PDF, English Download (2MB) | Terms of use

Abstract

The generation of methylglyoxal-derived advanced glycation end products plays an important role in the development of diabetes and late complications. Detoxification of methylglyoxal by glyoxalase 1 is therefore a key element in the context of dicarbonyl-induced damage in patients suffering from diabetes. This assumption was based on findings in simple organisms such as S. cerevisiae and C. elegans. Recent findings in D. melanogaster, zebrafish and murine cell lines indicate that glyoxalase 1 is less significant than in higher organisms. It has been shown that the loss of glyoxalase 1 is compensated by increased aldo-keto-reductase and aldehyde dehydrogenase activity.
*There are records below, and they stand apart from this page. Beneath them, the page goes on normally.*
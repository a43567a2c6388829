//! Site configuration
//!
//! Read from a TOML file. Every field has a default, so an empty or missing
//! file gives a working setup that reads `blog-posts.json` and `albums.json`
//! from the current directory and writes to `dist/`.

use app_ui::comments::GiscusConfig;
use serde::{Deserialize, Serialize};
use std::path::{Path, PathBuf};
use thiserror::Error;

/// Config file looked up when none is given on the command line
pub const DEFAULT_CONFIG_FILE: &str = "bandsite.toml";

/// Configuration errors
#[derive(Debug, Error)]
pub enum ConfigError {
    /// The config file could not be read
    #[error("Failed to read config {}: {}", .path.display(), .source)]
    Io {
        /// Config file path
        path: PathBuf,
        /// Underlying IO error
        #[source]
        source: std::io::Error,
    },

    /// The config file is not valid TOML for [`SiteConfig`]
    #[error("Invalid config: {0}")]
    Parse(#[from] toml::de::Error),
}

/// Result type for configuration loading
pub type Result<T> = std::result::Result<T, ConfigError>;

/// Where the data files live
#[derive(Debug, Clone, PartialEq, Eq, Serialize, Deserialize)]
#[serde(default)]
pub struct DataConfig {
    /// Blog posts file (path or http(s) URL)
    pub posts: String,
    /// Albums file (path or http(s) URL)
    pub albums: String,
}

impl Default for DataConfig {
    fn default() -> Self {
        Self { posts: "blog-posts.json".to_string(), albums: "albums.json".to_string() }
    }
}

/// Where rendered fragments go
#[derive(Debug, Clone, PartialEq, Eq, Serialize, Deserialize)]
#[serde(default)]
pub struct OutputConfig {
    /// Output directory
    pub dir: PathBuf,
}

impl Default for OutputConfig {
    fn default() -> Self {
        Self { dir: PathBuf::from("dist") }
    }
}

/// Complete site configuration
#[derive(Debug, Clone, Default, PartialEq, Eq, Serialize, Deserialize)]
#[serde(default)]
pub struct SiteConfig {
    /// Data file locations
    pub data: DataConfig,
    /// Output settings
    pub output: OutputConfig,
    /// Comment widget settings
    pub comments: GiscusConfig,
}

impl SiteConfig {
    /// Parse configuration from TOML text
    pub fn from_toml(text: &str) -> Result<Self> {
        Ok(toml::from_str(text)?)
    }

    /// Load configuration from a file
    pub fn load(path: &Path) -> Result<Self> {
        let text = std::fs::read_to_string(path)
            .map_err(|source| ConfigError::Io { path: path.to_path_buf(), source })?;
        Self::from_toml(&text)
    }

    /// Load the given file, or the default file if it exists, or defaults
    ///
    /// An explicitly given file must exist.
    pub fn resolve(explicit: Option<&Path>) -> Result<Self> {
        match explicit {
            Some(path) => Self::load(path),
            None => {
                let default = Path::new(DEFAULT_CONFIG_FILE);
                if default.exists() {
                    Self::load(default)
                } else {
                    tracing::debug!("no {} found, using defaults", DEFAULT_CONFIG_FILE);
                    Ok(Self::default())
                }
            }
        }
    }
}

#[cfg(test)]
mod tests {
    use super::*;
    use std::io::Write;

    #[test]
    fn test_empty_config_uses_defaults() {
        let config = SiteConfig::from_toml("").unwrap();
        assert_eq!(config, SiteConfig::default());
        assert_eq!(config.data.posts, "blog-posts.json");
        assert_eq!(config.output.dir, PathBuf::from("dist"));
        assert_eq!(config.comments.repo, "OldBeardMan/mattnet");
    }

    #[test]
    fn test_partial_config() {
        let config = SiteConfig::from_toml(
            r#"
            [data]
            posts = "https://example.com/blog-posts.json"

            [comments]
            theme = "light"
            "#,
        )
        .unwrap();
        assert_eq!(config.data.posts, "https://example.com/blog-posts.json");
        assert_eq!(config.data.albums, "albums.json");
        assert_eq!(config.comments.theme, "light");
        assert_eq!(config.comments.lang, "en");
    }

    #[test]
    fn test_invalid_config() {
        let err = SiteConfig::from_toml("[data]\nposts = 3").unwrap_err();
        assert!(matches!(err, ConfigError::Parse(_)));
    }

    #[test]
    fn test_load_file() {
        let mut file = tempfile::NamedTempFile::new().unwrap();
        writeln!(file, "[output]\ndir = \"public\"").unwrap();

        let config = SiteConfig::resolve(Some(file.path())).unwrap();
        assert_eq!(config.output.dir, PathBuf::from("public"));
    }

    #[test]
    fn test_explicit_missing_file_is_error() {
        let dir = tempfile::tempdir().unwrap();
        let err = SiteConfig::resolve(Some(&dir.path().join("missing.toml"))).unwrap_err();
        assert!(matches!(err, ConfigError::Io { .. }));
    }
}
Therefore, the major aim of this study was to address potential differences in various organisms regarding their dependency on glyoxalase 1 and the determination of physiological consequences of the loss of glyoxalase 1. Glyoxalase 1-deficient S. cerevisiae and C. elegans accumulate more methylglyoxal, the proliferation rate and egg laying rate is decreased and they are sensitive to cellular stress induced by other toxins. In zebrafish, MG is mildly elevated, but interestingly they show a decreased sensitivity in part towards toxins compared to wild-type animals. Furthermore, in three glyoxalase 1-deficient murine cell lines, methylglyoxal is not elevated and they tolerate xenobiotics such as toxins or UV-C radiation in a cell and toxin-specific manner possibly through an up-regulation of compensatory enzymes. In vivo data reveal furthermore the up-regulation of antioxidant enzymes when glyoxalase is absent, subsequently correlating with an elevated natural survival in GLO1-/- mice. Complex organisms are less dependent on glyoxalase 1 and less prone to damage despite the loss of glyoxalase 1 than expected. In glyoxalase 1-deficient cells and mice, the phenotype even shows a protective character. Therefore, the data from this study suggests that the loss of glyoxalase 1 has less severe effects on complex organisms than expected and might even lead to an advantage on survival through the activation of antioxidant enzymes. The clinical relevance of glyoxalase 1 and possible compensatory pathways on the development of late complications in different organs has to be addressed in future studies.